◆ **Task goal**: Among the entries that follow, how many lines contain the string "Debug"? Write the number alone.

*** Opening of Source information ***

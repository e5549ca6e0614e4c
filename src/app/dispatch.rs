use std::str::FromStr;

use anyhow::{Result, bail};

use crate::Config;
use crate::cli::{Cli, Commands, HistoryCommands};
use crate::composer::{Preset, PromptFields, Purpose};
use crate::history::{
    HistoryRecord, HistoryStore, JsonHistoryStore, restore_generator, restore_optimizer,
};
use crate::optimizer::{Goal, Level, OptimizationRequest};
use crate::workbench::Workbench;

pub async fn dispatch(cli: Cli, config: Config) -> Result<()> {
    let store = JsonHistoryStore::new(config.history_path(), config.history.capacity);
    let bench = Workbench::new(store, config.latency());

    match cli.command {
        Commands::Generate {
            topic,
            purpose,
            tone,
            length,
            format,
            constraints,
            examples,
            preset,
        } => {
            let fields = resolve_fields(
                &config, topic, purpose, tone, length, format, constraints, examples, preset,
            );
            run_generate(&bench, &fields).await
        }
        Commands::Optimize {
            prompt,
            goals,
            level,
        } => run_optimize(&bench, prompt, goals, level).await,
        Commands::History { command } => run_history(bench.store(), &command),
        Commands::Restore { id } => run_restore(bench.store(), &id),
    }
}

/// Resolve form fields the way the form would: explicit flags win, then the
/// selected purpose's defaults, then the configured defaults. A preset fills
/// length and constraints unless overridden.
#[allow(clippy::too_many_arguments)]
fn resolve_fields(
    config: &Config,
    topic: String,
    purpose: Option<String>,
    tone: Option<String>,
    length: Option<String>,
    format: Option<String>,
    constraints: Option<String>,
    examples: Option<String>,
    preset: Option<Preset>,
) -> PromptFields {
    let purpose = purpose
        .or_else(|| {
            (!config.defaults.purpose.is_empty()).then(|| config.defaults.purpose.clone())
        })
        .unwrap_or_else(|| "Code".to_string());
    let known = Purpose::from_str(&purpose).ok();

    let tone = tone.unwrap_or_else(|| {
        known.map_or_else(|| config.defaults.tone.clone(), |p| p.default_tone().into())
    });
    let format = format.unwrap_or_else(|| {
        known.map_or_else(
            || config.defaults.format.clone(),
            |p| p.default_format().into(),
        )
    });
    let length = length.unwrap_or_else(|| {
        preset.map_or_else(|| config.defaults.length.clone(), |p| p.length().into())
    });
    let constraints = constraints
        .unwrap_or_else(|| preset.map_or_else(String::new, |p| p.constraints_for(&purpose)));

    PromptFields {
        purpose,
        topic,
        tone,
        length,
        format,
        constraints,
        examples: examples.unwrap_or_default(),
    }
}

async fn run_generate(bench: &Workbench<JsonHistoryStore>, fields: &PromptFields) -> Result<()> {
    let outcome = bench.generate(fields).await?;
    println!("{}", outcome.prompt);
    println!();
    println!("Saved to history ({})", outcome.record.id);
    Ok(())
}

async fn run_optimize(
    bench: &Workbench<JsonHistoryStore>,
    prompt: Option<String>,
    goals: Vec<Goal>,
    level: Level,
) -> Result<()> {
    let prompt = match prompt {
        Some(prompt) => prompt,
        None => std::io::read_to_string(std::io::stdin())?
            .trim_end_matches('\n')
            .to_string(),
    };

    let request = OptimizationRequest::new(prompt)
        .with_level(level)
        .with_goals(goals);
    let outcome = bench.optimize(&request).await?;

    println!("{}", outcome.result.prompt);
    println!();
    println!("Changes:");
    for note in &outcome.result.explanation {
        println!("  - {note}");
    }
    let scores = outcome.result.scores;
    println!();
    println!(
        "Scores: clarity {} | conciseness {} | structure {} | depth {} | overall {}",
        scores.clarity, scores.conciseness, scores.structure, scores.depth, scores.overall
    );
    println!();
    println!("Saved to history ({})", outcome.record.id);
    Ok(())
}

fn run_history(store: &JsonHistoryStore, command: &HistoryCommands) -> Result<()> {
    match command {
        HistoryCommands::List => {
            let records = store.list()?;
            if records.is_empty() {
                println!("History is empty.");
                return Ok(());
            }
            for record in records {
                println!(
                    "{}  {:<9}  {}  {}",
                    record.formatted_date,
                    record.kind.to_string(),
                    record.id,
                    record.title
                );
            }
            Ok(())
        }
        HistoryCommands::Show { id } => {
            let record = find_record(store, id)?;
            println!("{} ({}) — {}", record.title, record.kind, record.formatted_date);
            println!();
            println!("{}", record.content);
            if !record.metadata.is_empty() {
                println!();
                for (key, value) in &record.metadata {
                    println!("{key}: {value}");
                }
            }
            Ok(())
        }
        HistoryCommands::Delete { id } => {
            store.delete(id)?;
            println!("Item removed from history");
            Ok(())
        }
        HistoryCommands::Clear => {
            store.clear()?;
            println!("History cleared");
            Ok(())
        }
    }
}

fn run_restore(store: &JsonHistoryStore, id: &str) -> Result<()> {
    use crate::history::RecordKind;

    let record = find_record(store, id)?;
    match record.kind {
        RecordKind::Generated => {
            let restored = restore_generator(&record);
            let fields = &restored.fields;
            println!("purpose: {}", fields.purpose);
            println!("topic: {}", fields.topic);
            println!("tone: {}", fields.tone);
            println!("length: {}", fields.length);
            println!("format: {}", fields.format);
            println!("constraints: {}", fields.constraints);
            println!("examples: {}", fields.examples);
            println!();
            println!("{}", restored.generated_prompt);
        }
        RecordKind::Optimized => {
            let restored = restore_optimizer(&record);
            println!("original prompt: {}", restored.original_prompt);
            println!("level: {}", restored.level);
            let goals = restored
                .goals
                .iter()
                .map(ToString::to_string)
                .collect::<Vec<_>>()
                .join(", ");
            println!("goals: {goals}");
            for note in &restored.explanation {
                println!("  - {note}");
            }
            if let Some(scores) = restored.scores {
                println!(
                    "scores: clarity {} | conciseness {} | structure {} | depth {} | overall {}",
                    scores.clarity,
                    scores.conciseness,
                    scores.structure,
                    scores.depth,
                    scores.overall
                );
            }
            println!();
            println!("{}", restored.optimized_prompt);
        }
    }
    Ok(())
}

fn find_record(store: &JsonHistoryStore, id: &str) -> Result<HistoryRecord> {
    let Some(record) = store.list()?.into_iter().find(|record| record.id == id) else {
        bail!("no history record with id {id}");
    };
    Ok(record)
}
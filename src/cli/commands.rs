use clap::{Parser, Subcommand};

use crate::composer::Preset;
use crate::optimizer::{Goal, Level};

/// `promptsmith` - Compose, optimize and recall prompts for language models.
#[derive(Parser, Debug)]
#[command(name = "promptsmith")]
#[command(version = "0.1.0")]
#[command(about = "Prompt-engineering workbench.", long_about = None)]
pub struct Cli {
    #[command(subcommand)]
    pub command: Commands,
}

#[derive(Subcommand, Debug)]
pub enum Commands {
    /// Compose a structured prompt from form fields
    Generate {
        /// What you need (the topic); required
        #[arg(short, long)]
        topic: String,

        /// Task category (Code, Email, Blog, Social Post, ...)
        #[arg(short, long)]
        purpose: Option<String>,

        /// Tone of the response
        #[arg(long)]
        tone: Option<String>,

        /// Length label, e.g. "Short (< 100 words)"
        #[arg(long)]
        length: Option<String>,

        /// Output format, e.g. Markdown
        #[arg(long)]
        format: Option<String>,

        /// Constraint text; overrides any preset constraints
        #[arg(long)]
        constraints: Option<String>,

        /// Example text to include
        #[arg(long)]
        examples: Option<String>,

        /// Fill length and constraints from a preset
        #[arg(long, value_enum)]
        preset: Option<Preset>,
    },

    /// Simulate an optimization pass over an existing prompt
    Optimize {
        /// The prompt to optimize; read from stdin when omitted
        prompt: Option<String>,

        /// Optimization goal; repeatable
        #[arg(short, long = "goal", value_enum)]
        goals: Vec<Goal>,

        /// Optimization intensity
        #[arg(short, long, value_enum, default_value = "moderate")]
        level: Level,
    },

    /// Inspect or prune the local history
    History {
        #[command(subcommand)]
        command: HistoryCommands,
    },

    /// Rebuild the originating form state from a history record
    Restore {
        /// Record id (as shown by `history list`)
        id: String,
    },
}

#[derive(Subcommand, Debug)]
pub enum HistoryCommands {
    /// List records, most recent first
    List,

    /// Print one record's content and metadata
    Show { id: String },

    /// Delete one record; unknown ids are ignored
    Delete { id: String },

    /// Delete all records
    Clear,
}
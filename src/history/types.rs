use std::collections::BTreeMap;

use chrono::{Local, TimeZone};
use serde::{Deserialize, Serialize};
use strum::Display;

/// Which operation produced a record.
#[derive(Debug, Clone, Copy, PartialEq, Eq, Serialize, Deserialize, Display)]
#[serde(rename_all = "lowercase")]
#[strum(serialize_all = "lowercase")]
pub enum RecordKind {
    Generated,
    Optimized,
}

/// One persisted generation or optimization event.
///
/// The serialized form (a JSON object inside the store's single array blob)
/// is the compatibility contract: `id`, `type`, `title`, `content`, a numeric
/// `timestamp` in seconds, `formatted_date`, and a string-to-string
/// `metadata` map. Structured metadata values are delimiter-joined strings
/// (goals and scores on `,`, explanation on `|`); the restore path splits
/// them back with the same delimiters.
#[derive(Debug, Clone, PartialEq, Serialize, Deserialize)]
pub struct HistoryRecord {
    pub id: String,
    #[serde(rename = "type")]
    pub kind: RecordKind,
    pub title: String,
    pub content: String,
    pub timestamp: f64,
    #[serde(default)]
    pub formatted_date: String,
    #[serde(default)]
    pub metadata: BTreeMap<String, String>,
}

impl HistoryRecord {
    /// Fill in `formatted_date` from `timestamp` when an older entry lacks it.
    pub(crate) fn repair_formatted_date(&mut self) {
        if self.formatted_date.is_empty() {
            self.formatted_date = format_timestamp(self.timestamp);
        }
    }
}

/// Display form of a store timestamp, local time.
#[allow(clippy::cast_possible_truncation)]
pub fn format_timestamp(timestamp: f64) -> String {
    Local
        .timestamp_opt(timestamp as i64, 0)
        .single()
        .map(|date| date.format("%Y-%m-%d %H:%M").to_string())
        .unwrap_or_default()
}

*** Close of Source information ***

◆ **Written solution**: 5